Systematic metabolic engineering of Corynebacterium glutamicum for the industrial-level production of optically pure d-(−)-acetoin

Abstract

Acetoin is a high-value-added industrial product and a promising bio-based platform chemical. The two chiral enantiomers of acetoin are important potential pharmaceutical intermediates. However, at present it is very expensive to produce optically pure acetoin using conventional chemical synthesis methods. While classical biocatalysis fulfils many key criteria of green chemistry, it also comes with many other disadvantages, e.g. complicated process engineering, the need for expensive substrates and/or inducers, problematic production strains, or unsatisfactory titers. By redirecting metabolic fluxes, fine-tuning the activities of key enzymes and improving the strains’ genetic stability, the systematically engineered strain CGR5 was constructed, which offered improved D-(−)-acetoin production with optical purity surpassing 99.9%. Furthermore, acetoin production was increased significantly by the optimization of dissolved oxygen levels and culture medium components.
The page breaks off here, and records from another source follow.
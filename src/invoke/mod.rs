pub mod engine;
pub mod program;

pub use engine::{check, ConditionalInvokeEngine, Evaluation, InvokeError, DEFAULT_MAX_DEPTH};
pub use program::{CompareOp, Condition, If, Operation, Statement, Update};
//! Per-group apply actor.
//!
//! Committed entries arrive over an mpsc channel strictly in index order and are
//! applied one at a time by a single task that exclusively owns the group's
//! [`MetastorageStateMachine`]. After each entry the waiter registered at that index,
//! if any, is completed.

use std::collections::BTreeMap;
use std::sync::Arc;
use std::sync::Mutex; // std::sync::Mutex guards are Send (unlike parking_lot)

use tokio::sync::{mpsc, oneshot, watch};
use tokio::task::JoinHandle;
use tracing::{debug, error, info};

use crate::metastorage::{ApplyOutcome, MetastorageStateMachine};
use crate::raft::{LogEntry, ProposalError, RaftGroupEventsDispatcher, RaftGroupEventsListener};

pub type ProposalResult = Result<ApplyOutcome, ProposalError>;

struct Pending {
    term: u64,
    tx: oneshot::Sender<ProposalResult>,
}

/// Waiters for proposals appended by this node, keyed by log index.
#[derive(Default)]
pub struct PendingProposals {
    waiters: Mutex<BTreeMap<u64, Pending>>,
}

impl PendingProposals {
    pub fn new() -> Self {
        Self::default()
    }

    /// Registers interest in the entry this node is about to append at `index`.
    pub fn register(&self, index: u64, term: u64) -> oneshot::Receiver<ProposalResult> {
        let (tx, rx) = oneshot::channel();
        if let Ok(mut waiters) = self.waiters.lock() {
            // A waiter left behind by an overwritten entry is superseded.
            if let Some(stale) = waiters.insert(index, Pending { term, tx }) {
                let _ = stale.tx.send(Err(ProposalError::NotLeader { leader_hint: None }));
            }
        }
        rx
    }

    /// Drops the waiter at `index` without completing it.
    pub fn cancel(&self, index: u64) {
        if let Ok(mut waiters) = self.waiters.lock() {
            waiters.remove(&index);
        }
    }

    /// Completes the waiter for an applied entry.
    ///
    /// The proposal resolves with the outcome only if the applied entry is the one it
    /// appended (same term), even when this node has lost leadership since. An entry
    /// from another term at that index means the proposal was overwritten.
    pub fn complete(&self, entry: &LogEntry, outcome: ApplyOutcome) {
        let pending = match self.waiters.lock() {
            Ok(mut waiters) => waiters.remove(&entry.index),
            Err(_) => None,
        };

        if let Some(pending) = pending {
            let result = if pending.term == entry.term {
                Ok(outcome)
            } else {
                debug!(
                    index = entry.index,
                    proposed_term = pending.term,
                    applied_term = entry.term,
                    "Proposal superseded by another leader"
                );
                Err(ProposalError::NotLeader { leader_hint: None })
            };
            // The caller may have given up; the entry is applied either way.
            let _ = pending.tx.send(result);
        }
    }

    /// Fails every outstanding waiter with `err`.
    pub fn fail_all(&self, err: ProposalError) {
        let drained = match self.waiters.lock() {
            Ok(mut waiters) => std::mem::take(&mut *waiters),
            Err(_) => BTreeMap::new(),
        };
        for (_, pending) in drained {
            let _ = pending.tx.send(Err(err.clone()));
        }
    }

    pub fn len(&self) -> usize {
        self.waiters.lock().map(|w| w.len()).unwrap_or(0)
    }

    pub fn is_empty(&self) -> bool {
        self.len() == 0
    }
}

/// Spawns the apply actor of one group.
///
/// `applied_tx` publishes the index of the last applied entry. A failure to apply a
/// committed entry aborts the process: this replica has diverged from its peers.
pub fn spawn_apply_loop(
    node_id: u64,
    mut state_machine: MetastorageStateMachine,
    mut entries: mpsc::Receiver<LogEntry>,
    pending: Arc<PendingProposals>,
    dispatcher: Arc<RaftGroupEventsDispatcher>,
    applied_tx: watch::Sender<u64>,
) -> JoinHandle<()> {
    tokio::spawn(async move {
        info!(group = %dispatcher.group(), node_id, "Apply loop started");

        while let Some(entry) = entries.recv().await {
            let outcome = match state_machine.apply(&entry) {
                Ok(outcome) => outcome,
                Err(e) => {
                    error!(
                        group = %dispatcher.group(),
                        node_id,
                        index = entry.index,
                        term = entry.term,
                        error = %e,
                        "State machine diverged while applying a committed entry, aborting"
                    );
                    std::process::abort();
                }
            };

            let removed_self = match &outcome {
                ApplyOutcome::MembershipApplied(membership) => {
                    dispatcher.on_new_peers_configuration_applied(&membership.peers);
                    !membership.contains(node_id)
                }
                _ => false,
            };

            pending.complete(&entry, outcome);

            if removed_self {
                info!(group = %dispatcher.group(), node_id, "Node removed from group");
                pending.fail_all(ProposalError::MembershipChanged);
            }

            applied_tx.send_replace(entry.index);
        }

        debug!(group = %dispatcher.group(), node_id, "Apply loop stopped");
    })
}
#[cfg(test)]
mod tests {
    use super::*;
    use crate::invoke::{CompareOp, Condition, Operation};
    use crate::raft::transport::MockTransport;
    use crate::raft::RaftGroupEventsListener;
    use std::sync::atomic::{AtomicU64, Ordering};

    fn config(node_id: u64, peers: Vec<u64>) -> GroupConfig {
        GroupConfig::new(GroupId::new("meta"), node_id, peers)
            .with_proposal_timeout(Duration::from_millis(300))
    }

    #[derive(Default)]
    struct TermRecorder {
        last_term: AtomicU64,
    }

    impl RaftGroupEventsListener for TermRecorder {
        fn on_leader_elected(&self, term: u64) {
            self.last_term.store(term, Ordering::SeqCst);
        }
    }

    #[tokio::test]
    async fn test_single_node_elects_itself_and_applies() {
        let group = RaftGroup::start(
            config(1, vec![1]),
            RaftLog::temporary().unwrap(),
            Arc::new(MockTransport::new()),
        )
        .await
        .unwrap();

        assert!(group.is_leader());
        assert_eq!(group.current_term(), 1);

        let a = group
            .propose(Statement::update(vec![Operation::put("x", "1")]))
            .await
            .unwrap();
        let b = group
            .propose(Statement::when(
                Condition::revision("x", CompareOp::Equal, a.revision),
                Statement::update(vec![Operation::put("x", "2")]),
                Statement::update(vec![Operation::put("x", "99")]),
            ))
            .await
            .unwrap();

        assert_eq!(b.revision, a.revision + 1);
        assert_eq!(b.applied, vec![Operation::put("x", "2")]);
        group.read_index().await.unwrap();
        assert_eq!(
            group.compaction().read(b"x", None).unwrap().value(),
            Some(&b"2"[..])
        );
    }

    #[tokio::test]
    async fn test_campaign_with_mock_peers() {
        let transport = Arc::new(MockTransport::new());
        let group = RaftGroup::start(
            config(1, vec![1, 2, 3]),
            RaftLog::temporary().unwrap(),
            transport.clone(),
        )
        .await
        .unwrap();
        assert!(!group.is_leader());

        let recorder = Arc::new(TermRecorder::default());
        group.dispatcher().register(recorder.clone());

        group.campaign().await.unwrap();
        assert!(group.is_leader());
        assert_eq!(recorder.last_term.load(Ordering::SeqCst), 1);

        let result = group
            .propose(Statement::update(vec![Operation::put("k", "v")]))
            .await
            .unwrap();
        assert_eq!(result.revision, 1);
        assert!(transport.sent() > 0);
    }

    #[tokio::test]
    async fn test_propose_times_out_without_quorum() {
        let transport = Arc::new(MockTransport::new());
        let group = RaftGroup::start(
            config(1, vec![1, 2, 3]),
            RaftLog::temporary().unwrap(),
            transport.clone(),
        )
        .await
        .unwrap();
        group.campaign().await.unwrap();

        transport.set_reachable(false);
        let err = group
            .propose(Statement::update(vec![Operation::put("k", "v")]))
            .await
            .unwrap_err();
        assert_eq!(err, ProposalError::Timeout);
    }

    #[derive(Default)]
    struct ReconfigRecorder {
        applied: parking_lot::Mutex<Vec<Vec<u64>>>,
        errors: parking_lot::Mutex<Vec<StatusCode>>,
    }

    impl RaftGroupEventsListener for ReconfigRecorder {
        fn on_new_peers_configuration_applied(&self, peers: &[PeerId]) {
            self.applied
                .lock()
                .push(peers.iter().map(|p| p.node_id).collect());
        }

        fn on_reconfiguration_error(&self, status: &GroupStatus, _peers: &[PeerId], _term: u64) {
            self.errors.lock().push(status.code);
        }
    }

    #[tokio::test]
    async fn test_timed_out_reconfiguration_commits_after_heal() {
        let transport = Arc::new(MockTransport::new());
        let group = RaftGroup::start(
            config(1, vec![1, 2, 3]),
            RaftLog::temporary().unwrap(),
            transport.clone(),
        )
        .await
        .unwrap();
        group.campaign().await.unwrap();
        group
            .propose(Statement::update(vec![Operation::put("k", "v")]))
            .await
            .unwrap();

        let recorder = Arc::new(ReconfigRecorder::default());
        group.dispatcher().register(recorder.clone());

        // One request per peer passes the reachability check, then the network drops.
        transport.fail_after(3);
        let err = group.change_peers(vec![1, 2, 3, 4]).await.unwrap_err();
        assert_eq!(err, ProposalError::Timeout);

        assert!(group.dispatcher().reconfiguration_in_flight());
        assert_eq!(*group.joint_peers.read(), Some(vec![1, 2, 3, 4]));
        assert!(recorder.errors.lock().is_empty());
        assert_eq!(group.membership().node_ids(), vec![1, 2, 3]);

        match group.change_peers(vec![1, 2]).await.unwrap_err() {
            ProposalError::Reconfiguration(status) => assert_eq!(status.code, StatusCode::Busy),
            other => panic!("expected busy, got {:?}", other),
        }

        transport.set_reachable(true);
        let deadline = Instant::now() + Duration::from_secs(5);
        loop {
            group.replicate().await;
            if group.joint_peers.read().is_none() && !group.dispatcher().reconfiguration_in_flight()
            {
                break;
            }
            assert!(Instant::now() < deadline, "configuration entry never applied");
            tokio::time::sleep(Duration::from_millis(10)).await;
        }

        assert_eq!(group.membership().node_ids(), vec![1, 2, 3, 4]);
        assert_eq!(*recorder.applied.lock(), vec![vec![1, 2, 3, 4]]);
        assert!(recorder.errors.lock().is_empty());

        // The group takes a new reconfiguration once the old one resolved.
        let membership = group.change_peers(vec![1, 2, 3]).await.unwrap();
        assert_eq!(membership.node_ids(), vec![1, 2, 3]);
    }

    #[tokio::test]
    async fn test_follower_rejects_proposals() {
        let group = RaftGroup::start(
            config(1, vec![1, 2, 3]),
            RaftLog::temporary().unwrap(),
            Arc::new(MockTransport::unreachable()),
        )
        .await
        .unwrap();

        group.campaign().await.unwrap();
        assert!(!group.is_leader());

        let err = group
            .propose(Statement::update(vec![Operation::put("k", "v")]))
            .await
            .unwrap_err();
        assert!(matches!(err, ProposalError::NotLeader { .. }));
        assert!(matches!(
            group.read_index().await.unwrap_err(),
            ProposalError::NotLeader { .. }
        ));
    }

    #[tokio::test]
    async fn test_malformed_program_never_reaches_log() {
        let group = RaftGroup::start(
            config(1, vec![1]),
            RaftLog::temporary().unwrap(),
            Arc::new(MockTransport::new()),
        )
        .await
        .unwrap();
        let last_index = group.get_log().last_index();

        let err = group
            .propose(Statement::update(vec![Operation::put("", "v")]))
            .await
            .unwrap_err();
        assert!(matches!(err, ProposalError::Malformed(_)));
        assert_eq!(group.get_log().last_index(), last_index);
    }

    #[tokio::test]
    async fn test_restart_replays_committed_entries() {
        let db = sled::Config::new().temporary(true).open().unwrap();

        {
            let group = RaftGroup::start(
                config(1, vec![1]),
                RaftLog::new(db.open_tree("meta").unwrap()).unwrap(),
                Arc::new(MockTransport::new()),
            )
            .await
            .unwrap();
            group
                .propose(Statement::update(vec![Operation::put("a", "1")]))
                .await
                .unwrap();
            group
                .propose(Statement::update(vec![Operation::put("a", "2")]))
                .await
                .unwrap();
            group.shutdown().await.unwrap();
        }

        let group = RaftGroup::start(
            config(1, vec![1]),
            RaftLog::new(db.open_tree("meta").unwrap()).unwrap(),
            Arc::new(MockTransport::new()),
        )
        .await
        .unwrap();

        assert_eq!(group.current_term(), 2);
        let entry = group.compaction().read(b"a", None).unwrap();
        assert_eq!(entry.value(), Some(&b"2"[..]));
        assert_eq!(entry.revision, 2);
    }

    #[tokio::test]
    async fn test_seeded_group_keeps_seed_across_restart() {
        let source = CompactionManager::new(RevisionStore::new());
        {
            let mut state = source.store().write();
            state.apply_batch(1, &[Operation::put("k", "0")]).unwrap();
            state.apply_batch(2, &[Operation::put("x", "0")]).unwrap();
            state.apply_batch(3, &[Operation::put("k", "1")]).unwrap();
            state.apply_batch(4, &[Operation::put("other", "o")]).unwrap();
        }
        source.compact(2).unwrap();
        let snapshot = source.snapshot().unwrap();

        let db = sled::Config::new().temporary(true).open().unwrap();
        {
            let group = RaftGroup::start_with_seed(
                config(1, vec![1]),
                RaftLog::new(db.open_tree("copy").unwrap()).unwrap(),
                Arc::new(MockTransport::new()),
                Some(&snapshot),
            )
            .await
            .unwrap();
            let result = group
                .propose(Statement::update(vec![Operation::put("k", "5")]))
                .await
                .unwrap();
            assert_eq!(result.revision, 5);
            group.shutdown().await.unwrap();
        }

        let group = RaftGroup::start(
            config(1, vec![1]),
            RaftLog::new(db.open_tree("copy").unwrap()).unwrap(),
            Arc::new(MockTransport::new()),
        )
        .await
        .unwrap();

        let compaction = group.compaction();
        assert_eq!(compaction.watermark(), 2);
        let k = compaction.read(b"k", None).unwrap();
        assert_eq!((k.value(), k.revision), (Some(&b"5"[..]), 5));
        let other = compaction.read(b"other", None).unwrap();
        assert_eq!(other.revision, 4);
        assert!(matches!(
            compaction.read(b"k", Some(1)),
            Err(crate::storage::StorageError::Compacted { watermark: 2, .. })
        ));

        let next = group
            .propose(Statement::update(vec![Operation::put("k", "6")]))
            .await
            .unwrap();
        assert_eq!(next.revision, 6);
    }

    #[tokio::test]
    async fn test_seed_rejected_for_group_with_history() {
        let db = sled::Config::new().temporary(true).open().unwrap();
        {
            let group = RaftGroup::start(
                config(1, vec![1]),
                RaftLog::new(db.open_tree("meta").unwrap()).unwrap(),
                Arc::new(MockTransport::new()),
            )
            .await
            .unwrap();
            group.shutdown().await.unwrap();
        }

        let snapshot = CompactionManager::new(RevisionStore::new()).snapshot().unwrap();
        let result = RaftGroup::start_with_seed(
            config(1, vec![1]),
            RaftLog::new(db.open_tree("meta").unwrap()).unwrap(),
            Arc::new(MockTransport::new()),
            Some(&snapshot),
        )
        .await;
        assert!(matches!(result, Err(RaftError::ConfigError(_))));
    }

    #[tokio::test]
    async fn test_append_entries_rejects_stale_term_and_gaps() {
        let group = RaftGroup::start(
            config(2, vec![1, 2, 3]),
            RaftLog::temporary().unwrap(),
            Arc::new(MockTransport::new()),
        )
        .await
        .unwrap();

        let entry = |index: u64, term: u64| LogEntry {
            index,
            term,
            data: MetaCommand::Noop.encode().unwrap(),
            entry_type: crate::raft::EntryType::Normal,
        };

        let response = group
            .handle_append_entries(AppendEntriesRequest {
                term: 2,
                leader_id: 1,
                prev_log_index: 0,
                prev_log_term: 0,
                entries: vec![entry(1, 1), entry(2, 2)],
                leader_commit: 1,
            })
            .await;
        assert!(response.success);
        assert_eq!(response.match_index, 2);
        assert_eq!(group.leader_id(), Some(1));
        assert_eq!(group.commit_index(), 1);

        let gap = group
            .handle_append_entries(AppendEntriesRequest {
                term: 2,
                leader_id: 1,
                prev_log_index: 5,
                prev_log_term: 2,
                entries: vec![],
                leader_commit: 1,
            })
            .await;
        assert!(!gap.success);
        assert_eq!(gap.conflict_index, 3);

        let stale = group
            .handle_append_entries(AppendEntriesRequest {
                term: 1,
                leader_id: 3,
                prev_log_index: 0,
                prev_log_term: 0,
                entries: vec![],
                leader_commit: 0,
            })
            .await;
        assert!(!stale.success);
        assert_eq!(stale.term, 2);

        // A new leader overwrites the uncommitted tail.
        let overwrite = group
            .handle_append_entries(AppendEntriesRequest {
                term: 3,
                leader_id: 3,
                prev_log_index: 1,
                prev_log_term: 1,
                entries: vec![entry(2, 3)],
                leader_commit: 2,
            })
            .await;
        assert!(overwrite.success);
        assert_eq!(group.get_log().term_at(2).unwrap(), Some(3));
        assert_eq!(group.commit_index(), 2);
    }

    #[tokio::test]
    async fn test_request_vote_rules() {
        let group = RaftGroup::start(
            config(2, vec![1, 2, 3]),
            RaftLog::temporary().unwrap(),
            Arc::new(MockTransport::new()),
        )
        .await
        .unwrap();

        let vote = |candidate_id: u64, term: u64| RequestVoteRequest {
            term,
            candidate_id,
            last_log_index: 0,
            last_log_term: 0,
        };

        assert!(group.handle_request_vote(vote(1, 1)).await.vote_granted);
        // One vote per term.
        assert!(!group.handle_request_vote(vote(3, 1)).await.vote_granted);
        assert!(group.handle_request_vote(vote(1, 1)).await.vote_granted);
        // New term, new vote.
        assert!(group.handle_request_vote(vote(3, 2)).await.vote_granted);
        assert_eq!(group.get_log().hard_state().unwrap().voted_for, Some(3));
    }

    #[tokio::test]
    async fn test_vote_denied_while_leader_is_alive() {
        let group = RaftGroup::start(
            config(2, vec![1, 2, 3]),
            RaftLog::temporary().unwrap(),
            Arc::new(MockTransport::new()),
        )
        .await
        .unwrap();

        let heartbeat = group
            .handle_append_entries(AppendEntriesRequest {
                term: 1,
                leader_id: 1,
                prev_log_index: 0,
                prev_log_term: 0,
                entries: vec![],
                leader_commit: 0,
            })
            .await;
        assert!(heartbeat.success);

        let response = group
            .handle_request_vote(RequestVoteRequest {
                term: 5,
                candidate_id: 3,
                last_log_index: 10,
                last_log_term: 4,
            })
            .await;
        assert!(!response.vote_granted);
        assert_eq!(response.term, 1);
        assert_eq!(group.current_term(), 1);
        assert_eq!(group.leader_id(), Some(1));
    }
}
Under aerobic conditions, the best strain CGR7 produced 96.2 g L⁻¹D-(−)-acetoin, with a productivity of 1.30 g (L h)⁻¹ in a 5 L batch fermenter. To the best of our knowledge, this is the first report on producing optically pure D-(−)-acetoin with the highest titer, without multi-stage fermentation, concentration of cells by centrifugation or other complicated process steps. The process therefore is efficient and environmentally friendly. These results furthermore demonstrate that the biosafety level 1 microorganism C. glutamicum is a competitive choice for industrial-level production of optically pure D-(−)-acetoin.